Stored entries
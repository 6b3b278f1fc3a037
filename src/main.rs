mod board;
mod config;
mod protocol;
mod routes;
mod services;
mod state;

#[tokio::main]
async fn main() {
    dotenvy::dotenv().ok();
    tracing_subscriber::fmt::init();

    let config = config::Config::from_env().expect("invalid configuration");
    let bind_addr = config.bind_addr();
    let state = state::AppState::new(config);

    // Spawn background eviction task (no-op unless MATCH_IDLE_TTL_SECS is set).
    let _eviction = services::registry::spawn_eviction_task(state.clone());

    let app = routes::app(state);
    let listener = tokio::net::TcpListener::bind(&bind_addr)
        .await
        .expect("failed to bind");

    tracing::info!(addr = %bind_addr, "noughts listening");
    axum::serve(listener, app).await.expect("server failed");
}
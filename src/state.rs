//! Shared application state.
//!
//! DESIGN
//! ======
//! `AppState` is injected into Axum handlers via the `State` extractor.
//! It holds the match registry: a map from match ID to a per-match mutex.
//! The outer `RwLock` only guards membership (insert / lookup / evict);
//! every read-modify-write of a match's board, turn, or slot connections
//! happens under that match's own `Mutex`, so two matches never contend
//! and the two players of one match are serialized.

use std::collections::HashMap;
use std::sync::Arc;
use std::time::Instant;

use serde::{Deserialize, Serialize};
use tokio::sync::{Mutex, RwLock, mpsc};
use uuid::Uuid;

use crate::board::{Board, Player};
use crate::config::Config;
use crate::protocol::Outbound;

// =============================================================================
// MATCH ID
// =============================================================================

/// Opaque registry key handed to clients in URLs.
#[derive(Debug, Clone, PartialEq, Eq, Hash, PartialOrd, Ord, Serialize, Deserialize)]
#[serde(transparent)]
pub struct MatchId(String);

impl From<String> for MatchId {
    fn from(value: String) -> Self {
        Self(value)
    }
}

impl From<&str> for MatchId {
    fn from(value: &str) -> Self {
        Self(value.to_owned())
    }
}

impl std::fmt::Display for MatchId {
    fn fmt(&self, f: &mut std::fmt::Formatter<'_>) -> std::fmt::Result {
        f.write_str(&self.0)
    }
}

// =============================================================================
// PLAYER SLOT
// =============================================================================

/// Live connection installed on a slot.
#[derive(Debug, Clone)]
pub struct SlotConnection {
    pub conn_id: Uuid,
    pub tx: mpsc::Sender<Outbound>,
}

/// One match seat: who owns it and, if attached, their live connection.
#[derive(Debug, Clone, Default)]
pub struct PlayerSlot {
    pub identity: Option<String>,
    pub conn: Option<SlotConnection>,
}

impl PlayerSlot {
    #[must_use]
    pub fn is_connected(&self) -> bool {
        self.conn.is_some()
    }

    #[must_use]
    pub fn holds_identity(&self, identity: &str) -> bool {
        self.identity.as_deref() == Some(identity)
    }

    #[must_use]
    pub fn holds_connection(&self, conn_id: Uuid) -> bool {
        self.conn.as_ref().is_some_and(|c| c.conn_id == conn_id)
    }
}

// =============================================================================
// MATCH
// =============================================================================

/// One game instance.
#[derive(Debug)]
pub struct Match {
    pub id: MatchId,
    slots: [PlayerSlot; 2],
    pub board: Board,
    pub next_move: Player,
    /// Last create / join / attach / move / reset. Drives idle eviction.
    pub last_activity: Instant,
}

impl Match {
    #[must_use]
    pub fn new(id: MatchId, creator: String) -> Self {
        Self {
            id,
            slots: [PlayerSlot { identity: Some(creator), conn: None }, PlayerSlot::default()],
            board: Board::new(),
            next_move: Player::One,
            last_activity: Instant::now(),
        }
    }

    #[must_use]
    pub fn slot(&self, player: Player) -> &PlayerSlot {
        &self.slots[slot_index(player)]
    }

    pub fn slot_mut(&mut self, player: Player) -> &mut PlayerSlot {
        &mut self.slots[slot_index(player)]
    }

    /// Seat owned by `identity`. Slot one is checked first.
    #[must_use]
    pub fn player_for_identity(&self, identity: &str) -> Option<Player> {
        [Player::One, Player::Two]
            .into_iter()
            .find(|p| self.slot(*p).holds_identity(identity))
    }

    /// Seat whose currently installed connection is `conn_id`.
    #[must_use]
    pub fn player_for_connection(&self, conn_id: Uuid) -> Option<Player> {
        [Player::One, Player::Two]
            .into_iter()
            .find(|p| self.slot(*p).holds_connection(conn_id))
    }

    #[must_use]
    pub fn both_connected(&self) -> bool {
        self.slots.iter().all(PlayerSlot::is_connected)
    }

    #[must_use]
    pub fn any_connected(&self) -> bool {
        self.slots.iter().any(PlayerSlot::is_connected)
    }

    pub fn touch(&mut self) {
        self.last_activity = Instant::now();
    }
}

fn slot_index(player: Player) -> usize {
    match player {
        Player::One => 0,
        Player::Two => 1,
    }
}

/// Registry entry. Each match is locked independently.
pub type SharedMatch = Arc<Mutex<Match>>;

// =============================================================================
// APP STATE
// =============================================================================

/// Shared application state, injected into Axum handlers via State extractor.
/// Clone is required by Axum; all inner fields are Arc-wrapped.
#[derive(Clone)]
pub struct AppState {
    pub matches: Arc<RwLock<HashMap<MatchId, SharedMatch>>>,
    pub config: Arc<Config>,
}

impl AppState {
    #[must_use]
    pub fn new(config: Config) -> Self {
        Self { matches: Arc::new(RwLock::new(HashMap::new())), config: Arc::new(config) }
    }
}

// =============================================================================
// TEST HELPERS
// =============================================================================


#[cfg(test)]
#[path = "state_test.rs"]
mod tests;
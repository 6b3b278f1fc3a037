use super::*;

// Unique env var names per test to avoid races with parallel tests.

#[test]
fn env_parse_unset_returns_default() {
    assert_eq!(env_parse("__TEST_CFG_SURELY_UNSET_7781__", 42u16).unwrap(), 42);
}

#[test]
fn env_parse_reads_value() {
    let key = "__TEST_CFG_PORT_READ__";
    unsafe { std::env::set_var(key, " 9090 ") };
    assert_eq!(env_parse(key, 1u16).unwrap(), 9090);
    unsafe { std::env::remove_var(key) };
}

#[test]
fn env_parse_empty_returns_default() {
    let key = "__TEST_CFG_EMPTY__";
    unsafe { std::env::set_var(key, "") };
    assert_eq!(env_parse(key, 5u64).unwrap(), 5);
    unsafe { std::env::remove_var(key) };
}

#[test]
fn env_parse_invalid_is_error() {
    let key = "__TEST_CFG_INVALID__";
    unsafe { std::env::set_var(key, "eighty") };
    let err = env_parse(key, 1u16).unwrap_err();
    assert!(err.to_string().contains("__TEST_CFG_INVALID__"));
    unsafe { std::env::remove_var(key) };
}

#[test]
fn default_config_keeps_matches_forever() {
    let config = Config::default();
    assert_eq!(config.bind_addr(), "127.0.0.1:8080");
    assert!(config.match_idle_ttl.is_none());
    assert_eq!(config.sweep_interval, Duration::from_secs(60));
}
//! Match routes — player cookie, create, open, reset.
//!
//! Identity is the `pid` cookie. Handlers read it here and pass it to the
//! services as a plain string; nothing below this layer sees cookies.

use axum::extract::{Path, State};
use axum::http::StatusCode;
use axum::response::{IntoResponse, Json, Redirect, Response};
use axum_extra::extract::cookie::{Cookie, CookieJar};
use serde::Serialize;
use time::Duration;
use tracing::{error, warn};

use crate::board::{Board, Outcome, Player};
use crate::protocol::ErrorCode;
use crate::services::registry::{self, MatchError};
use crate::services::session;
use crate::state::{AppState, MatchId};

pub(crate) const PID_COOKIE: &str = "pid";

const PID_COOKIE_DAYS: i64 = 365;

// =============================================================================
// IDENTITY
// =============================================================================

/// Player identity from the request cookies, if present and non-empty.
pub(crate) fn identity_from(jar: &CookieJar) -> Option<String> {
    jar.get(PID_COOKIE)
        .map(Cookie::value)
        .filter(|v| !v.is_empty())
        .map(str::to_owned)
}

/// Return the caller's identity, issuing a fresh `pid` cookie when missing.
fn ensure_identity(jar: CookieJar) -> (CookieJar, String) {
    if let Some(pid) = identity_from(&jar) {
        return (jar, pid);
    }
    let pid = session::generate_player_id();
    let cookie = Cookie::build((PID_COOKIE, pid.clone()))
        .path("/")
        .max_age(Duration::days(PID_COOKIE_DAYS));
    (jar.add(cookie), pid)
}

pub(crate) fn match_error_to_status(err: &MatchError) -> StatusCode {
    match err {
        MatchError::NotFound(_) => StatusCode::NOT_FOUND,
        MatchError::MissingIdentity => StatusCode::UNAUTHORIZED,
        MatchError::IdSpaceExhausted(_) => StatusCode::SERVICE_UNAVAILABLE,
    }
}

fn redirect_home() -> Response {
    Redirect::temporary("/").into_response()
}

fn match_path(match_id: &MatchId) -> String {
    format!("/gb/{match_id}")
}

// =============================================================================
// RESPONSES
// =============================================================================

#[derive(Debug, Serialize)]
pub struct PlayerResponse {
    pub player_id: String,
}

#[derive(Debug, Serialize)]
pub struct MatchResponse {
    pub match_id: MatchId,
    pub play_value: Player,
    pub state: Board,
    pub result: Outcome,
    pub next_move: Player,
}

// =============================================================================
// HANDLERS
// =============================================================================

/// `GET /`: make sure the caller has a player identity.
pub async fn index(jar: CookieJar) -> impl IntoResponse {
    let (jar, player_id) = ensure_identity(jar);
    (jar, Json(PlayerResponse { player_id }))
}

/// `POST /gb/new`: create a match owned by the caller and go to it.
pub async fn create_match(State(state): State<AppState>, jar: CookieJar) -> Response {
    let Some(identity) = identity_from(&jar) else {
        warn!("create match without player identity");
        return Redirect::to("/").into_response();
    };

    match registry::create(&state, &identity).await {
        Ok(match_id) => Redirect::to(&match_path(&match_id)).into_response(),
        Err(e) => {
            error!(code = e.error_code(), error = %e, "create match failed");
            (match_error_to_status(&e), e.to_string()).into_response()
        }
    }
}

/// `GET /gb/{id}`: open a match, taking slot two if the caller is not the
/// creator.
pub async fn show_match(State(state): State<AppState>, Path(id): Path<String>, jar: CookieJar) -> Response {
    let match_id = MatchId::from(id);
    if registry::get(&state, &match_id).await.is_none() {
        return redirect_home();
    }

    let (jar, identity) = ensure_identity(jar);
    match registry::join(&state, &match_id, &identity).await {
        Ok(view) => {
            let body = MatchResponse {
                match_id,
                play_value: view.player,
                state: view.board,
                result: view.outcome,
                next_move: view.next_move,
            };
            (jar, Json(body)).into_response()
        }
        Err(MatchError::NotFound(_)) => redirect_home(),
        Err(e) => (match_error_to_status(&e), e.to_string()).into_response(),
    }
}

/// `GET /gb/{id}/reset`: clear the board and go back to the match.
pub async fn reset_match(State(state): State<AppState>, Path(id): Path<String>) -> Response {
    let match_id = MatchId::from(id);
    match registry::reset(&state, &match_id).await {
        Ok(()) => Redirect::to(&match_path(&match_id)).into_response(),
        Err(MatchError::NotFound(_)) => redirect_home(),
        Err(e) => (match_error_to_status(&e), e.to_string()).into_response(),
    }
}

#[cfg(test)]
#[path = "matches_test.rs"]
mod tests;
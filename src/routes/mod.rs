//! Router assembly.
//!
//! SYSTEM CONTEXT
//! ==============
//! Binds the match HTTP endpoints and the per-match websocket under one
//! Axum router. Page rendering is not part of this server: the match
//! endpoints answer with JSON that a front end can render.

pub mod matches;
pub mod ws;

use axum::Router;
use axum::http::StatusCode;
use axum::routing::{get, post};
use tower_http::trace::TraceLayer;

use crate::state::AppState;

pub fn app(state: AppState) -> Router {
    Router::new()
        .route("/", get(matches::index))
        .route("/gb/new", post(matches::create_match))
        .route("/gb/{id}", get(matches::show_match))
        .route("/gb/{id}/reset", get(matches::reset_match))
        .route("/ws/{id}", get(ws::handle_ws))
        .route("/healthz", get(healthz))
        .layer(TraceLayer::new_for_http())
        .with_state(state)
}

async fn healthz() -> StatusCode {
    StatusCode::OK
}
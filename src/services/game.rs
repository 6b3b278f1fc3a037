//! Turn enforcement, move application, and fan-out to both seats.
//!
//! DESIGN
//! ======
//! `submit_move` holds the match lock for the whole
//! authorize → apply → flip turn → evaluate → broadcast sequence.
//! Delivery is `try_send` onto each seat's connection channel, so the lock
//! is never held across socket I/O and one slow or dead seat cannot stall
//! the other.
//!
//! TURN RULES
//! ==========
//! - Only the connection currently installed on the `next_move` seat may
//!   move; anything else is dropped without a reply.
//! - Once authorized, the turn flips even if the proposal claimed nothing
//!   (resubmitted board, overwrite attempt, out-of-range values).
//! - A decided game is still reported as decided but does not block moves.

use tracing::{debug, info, warn};
use uuid::Uuid;

use crate::board::{self, Outcome, Player};
use crate::protocol::{ErrorCode, MoveRequest, Outbound, ServerMessage};
use crate::services::registry::{self, MatchError};
use crate::state::{AppState, Match, MatchId};

/// Result of one inbound move message.
#[derive(Debug, Clone, Copy, PartialEq, Eq)]
pub enum MoveResult {
    /// Sender does not hold the turn; nothing changed.
    Discarded,
    /// Turn consumed. `claimed` is the cell index set, if any.
    Applied { claimed: Option<usize>, outcome: Outcome, next_move: Player },
}

/// Process one proposal from connection `conn_id`.
///
/// # Errors
///
/// `NotFound` if the match no longer exists; the caller should end the
/// connection.
pub async fn submit_move(
    state: &AppState,
    match_id: &MatchId,
    conn_id: Uuid,
    request: MoveRequest,
) -> Result<MoveResult, MatchError> {
    let game = registry::get(state, match_id)
        .await
        .ok_or_else(|| MatchError::NotFound(match_id.clone()))?;
    let mut game = game.lock().await;

    let mover = game.next_move;
    if !game.slot(mover).holds_connection(conn_id) {
        debug!(
            %match_id,
            %conn_id,
            sender = ?game.player_for_connection(conn_id),
            next_move = %mover,
            "move out of turn; discarded"
        );
        return Ok(MoveResult::Discarded);
    }

    let claimed = match board::apply_values(&mut game.board, &request.0) {
        Ok(claimed) => claimed,
        Err(e) => {
            warn!(%match_id, %conn_id, code = e.error_code(), error = %e, "proposal rejected");
            None
        }
    };
    game.next_move = mover.other();
    game.touch();

    let outcome = board::evaluate(&game.board);
    broadcast(&game, &ServerMessage::game_state(game.board, outcome, game.next_move));

    info!(
        %match_id,
        player = %mover,
        claimed = ?claimed,
        result = i8::from(outcome),
        next_move = %game.next_move,
        "move processed"
    );
    if outcome.is_terminal() {
        info!(%match_id, result = i8::from(outcome), "match decided");
    }
    Ok(MoveResult::Applied { claimed, outcome, next_move: game.next_move })
}

/// Current board, outcome, and turn as a `game_state` message.
#[must_use]
pub fn snapshot(game: &Match) -> ServerMessage {
    ServerMessage::game_state(game.board, board::evaluate(&game.board), game.next_move)
}

/// Queue `msg` for `player`'s live connection. Returns whether it was
/// queued; a detached seat is skipped silently.
pub fn send_to(game: &Match, player: Player, msg: ServerMessage) -> bool {
    let Some(conn) = &game.slot(player).conn else {
        return false;
    };
    let kind = msg.kind();
    match conn.tx.try_send(Outbound::Message(msg)) {
        Ok(()) => true,
        Err(e) => {
            warn!(match_id = %game.id, conn_id = %conn.conn_id, %player, kind, error = %e, "dropped outbound message");
            false
        }
    }
}

/// Queue `msg` for both seats independently.
pub fn broadcast(game: &Match, msg: &ServerMessage) {
    for player in [Player::One, Player::Two] {
        send_to(game, player, msg.clone());
    }
}

#[cfg(test)]
#[path = "game_test.rs"]
mod tests;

> Task to carry out
Check every line above for the string "MatchResponse", and copy the ones that have it.

> Answer for the task
pub struct MatchResponse {
            let body = MatchResponse {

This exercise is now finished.